Reverse the auditory processing pathway: Coarse-to-fine audio reconstruction from fMRI
Che Liu, Changde Du, Xiaoyu Chen, Huiguang He
TL;DR
This paper tackles brain-to-audio reconstruction from noninvasive fMRI by reversing the brain's auditory processing hierarchy. It introduces a coarse-to-fine pipeline that first maps fMRI into the CLAP semantic space ($512$-dim) and then into the AudioMAE latent space ($768$-dim), with audio synthesized via a Latent Diffusion Model and a vocoder. Across Brain2Sound, Brain2Music, and Brain2Speech, the approach achieves state-of-the-art performance on metrics such as $FD$, $FAD$, $KL$, and $KL$-S, and demonstrates that semantic prompts can improve audio quality when semantic decoding is suboptimal. The framework offers a scalable, universal brain-to-audio solution with potential implications for neural decoding and brain-computer interfaces, while also highlighting dataset-dependent semantic guidance effects and future directions for refinement.
Abstract
Drawing inspiration from the hierarchical processing of the human auditory system, which transforms sound from low-level acoustic features to high-level semantic understanding, we introduce a novel coarse-to-fine audio reconstruction method.
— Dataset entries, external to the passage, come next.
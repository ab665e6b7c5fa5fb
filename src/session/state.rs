//! Session lifecycle states.

use std::fmt;

/// Where a session is in its load → run → finish cycle.
///
/// ```text
/// Idle --load--> Loaded --start--> Running <--pause/resume--> Paused
///                  ^  |                \                     /
///                  |  +--load           +--> Completing <---+
///                  |                             |
///   AlgorithmError +                             v
///                                     Idle (or Errored, then Idle)
/// ```
#[derive(Debug, Clone, Copy, PartialEq, Eq, Hash)]
pub enum SessionState {
    /// No request loaded.
    Idle,
    /// A validated request is waiting for `start`.
    Loaded,
    /// The worker is iterating.
    Running,
    /// The worker is parked at a generation boundary.
    Paused,
    /// The worker finished iterating and is emitting its terminal events.
    Completing,
    /// The worker failed; transient before returning to `Idle`.
    Errored,
}

impl SessionState {
    /// Whether a worker thread may be alive.
    pub fn has_worker(self) -> bool {
        matches!(self, Self::Running | Self::Paused | Self::Completing)
    }

    /// Whether a new request may be loaded.
    pub fn accepts_load(self) -> bool {
        matches!(self, Self::Idle | Self::Loaded)
    }
}

impl fmt::Display for SessionState {
    fn fmt(&self, f: &mut fmt::Formatter<'_>) -> fmt::Result {
        f.write_str(match self {
            Self::Idle => "idle",
            Self::Loaded => "loaded",
            Self::Running => "running",
            Self::Paused => "paused",
            Self::Completing => "completing",
            Self::Errored => "errored",
        })
    }
}
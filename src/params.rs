//! Tunable-parameter metadata and lookups.
//!
//! Each algorithm publishes a static [`ParamInfo`] catalogue (name,
//! description, bounds, default, integrality). The session uses it only to
//! validate incoming `ParamValues`; solvers read their own typed configs.

use std::collections::BTreeMap;

/// Named numeric parameters as sent by the client.
///
/// A `BTreeMap` keeps serialization order deterministic.
pub type ParamValues = BTreeMap<String, f64>;

/// Metadata for one tunable parameter.
#[derive(Debug, Clone, Copy, PartialEq)]
pub struct ParamInfo {
    pub name: &'static str,
    pub description: &'static str,
    pub lower: f64,
    pub upper: f64,
    pub default: f64,
    pub integer: bool,
}

impl ParamInfo {
    /// Checks a single value against this parameter's bounds.
    pub fn check(&self, value: f64) -> Result<(), String> {
        if !value.is_finite() {
            return Err(format!("parameter '{}' must be finite", self.name));
        }
        if value < self.lower || value > self.upper {
            return Err(format!(
                "parameter '{}' must be within [{}, {}], got {}",
                self.name, self.lower, self.upper, value
            ));
        }
        if self.integer && value.fract() != 0.0 {
            return Err(format!(
                "parameter '{}' must be an integer, got {}",
                self.name, value
            ));
        }
        Ok(())
    }
}

/// Case-insensitive lookup of `name` in `values`.
pub fn lookup(values: &ParamValues, name: &str) -> Option<f64> {
    values.get(name).copied().or_else(|| {
        values
            .iter()
            .find(|(k, _)| k.eq_ignore_ascii_case(name))
            .map(|(_, v)| *v)
    })
}

/// Value of `info` in `values`, or its default when absent.
pub fn value_or_default(values: &ParamValues, info: &ParamInfo) -> f64 {
    lookup(values, info.name).unwrap_or(info.default)
}

/// Validates every catalogued parameter present in `values`.
///
/// Unknown keys are ignored: clients routinely send extra entries such as
/// `minValue`/`maxValue` that the domain descriptor already covers.
pub fn validate(catalog: &[ParamInfo], values: &ParamValues) -> Result<(), String> {
    for (key, value) in values {
        if !value.is_finite() {
            return Err(format!("parameter '{key}' must be finite"));
        }
    }
    for info in catalog {
        if let Some(v) = lookup(values, info.name) {
            info.check(v)?;
        }
    }
    Ok(())
}

/// Optional RNG seed carried in `ParamValues` under `seed`.
pub fn seed(values: &ParamValues) -> Option<u64> {
    lookup(values, "seed")
        .filter(|v| v.is_finite() && *v >= 0.0)
        .map(|v| v as u64)
}

#[cfg(test)]
mod tests {
    use super::*;

    const SIZE: ParamInfo = ParamInfo {
        name: "populationSize",
        description: "Number of individuals",
        lower: 2.0,
        upper: 10_000.0,
        default: 50.0,
        integer: true,
    };

    fn values(pairs: &[(&str, f64)]) -> ParamValues {
        pairs.iter().map(|(k, v)| (k.to_string(), *v)).collect()
    }

    #[test]
    fn test_lookup_case_insensitive() {
        let v = values(&[("PopulationSize", 30.0)]);
        assert_eq!(lookup(&v, "populationSize"), Some(30.0));
        assert_eq!(value_or_default(&v, &SIZE), 30.0);
        assert_eq!(value_or_default(&ParamValues::new(), &SIZE), 50.0);
    }

    #[test]
    fn test_check_bounds_and_integrality() {
        assert!(SIZE.check(20.0).is_ok());
        assert!(SIZE.check(1.0).is_err());
        assert!(SIZE.check(20.5).is_err());
        assert!(SIZE.check(f64::INFINITY).is_err());
    }

    #[test]
    fn test_validate_ignores_unknown_keys() {
        let v = values(&[("populationSize", 20.0), ("minValue", -5.0)]);
        assert!(validate(&[SIZE], &v).is_ok());
        let bad = values(&[("populationSize", 0.0)]);
        assert!(validate(&[SIZE], &bad).is_err());
    }

    #[test]
    fn test_seed() {
        assert_eq!(seed(&values(&[("seed", 42.0)])), Some(42));
        assert_eq!(seed(&values(&[("seed", -1.0)])), None);
        assert_eq!(seed(&ParamValues::new()), None);
    }
}
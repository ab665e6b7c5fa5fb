//! Particle Swarm Optimization.
//!
//! Global-best PSO with inertia weight, stepped one iteration per
//! [`Solver::step`](crate::solver::Solver::step) call. Particles leaving
//! the domain are clamped to the violated bound and bounce back with half
//! their velocity.
//!
//! # References
//!
//! - Kennedy & Eberhart (1995), "Particle Swarm Optimization"
//! - Shi & Eberhart (1998), "A Modified Particle Swarm Optimizer"

mod config;
mod engine;
mod types;

pub use config::PsoConfig;
pub use engine::ParticleSwarm;
pub use types::Particle;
Leveraging non-invasive functional Magnetic Resonance Imaging (fMRI) data, our approach mimics the inverse pathway of auditory processing. Initially, we utilize CLAP to decode fMRI data coarsely into a low-dimensional semantic space, followed by a fine-grained decoding into the high-dimensional AudioMAE latent space guided by semantic features. These fine-grained neural features serve as conditions for audio reconstruction through a Latent Diffusion Model (LDM). Validation on three public fMRI datasets-Brain2Sound, Brain2Music, and Brain2Speech-underscores the superiority of our coarse-to-fine decoding method over stand-alone fine-grained approaches, showcasing state-of-the-art performance in metrics like FD, FAD, and KL. Moreover, by employing semantic prompts during decoding, we enhance the quality of reconstructed audio when semantic features are suboptimal. The demonstrated versatility of our model across diverse stimuli highlights its potential as a universal brain-to-audio framework. This research contributes to the comprehension of the human auditory system, pushing boundaries in neural decoding and audio reconstruction methodologies.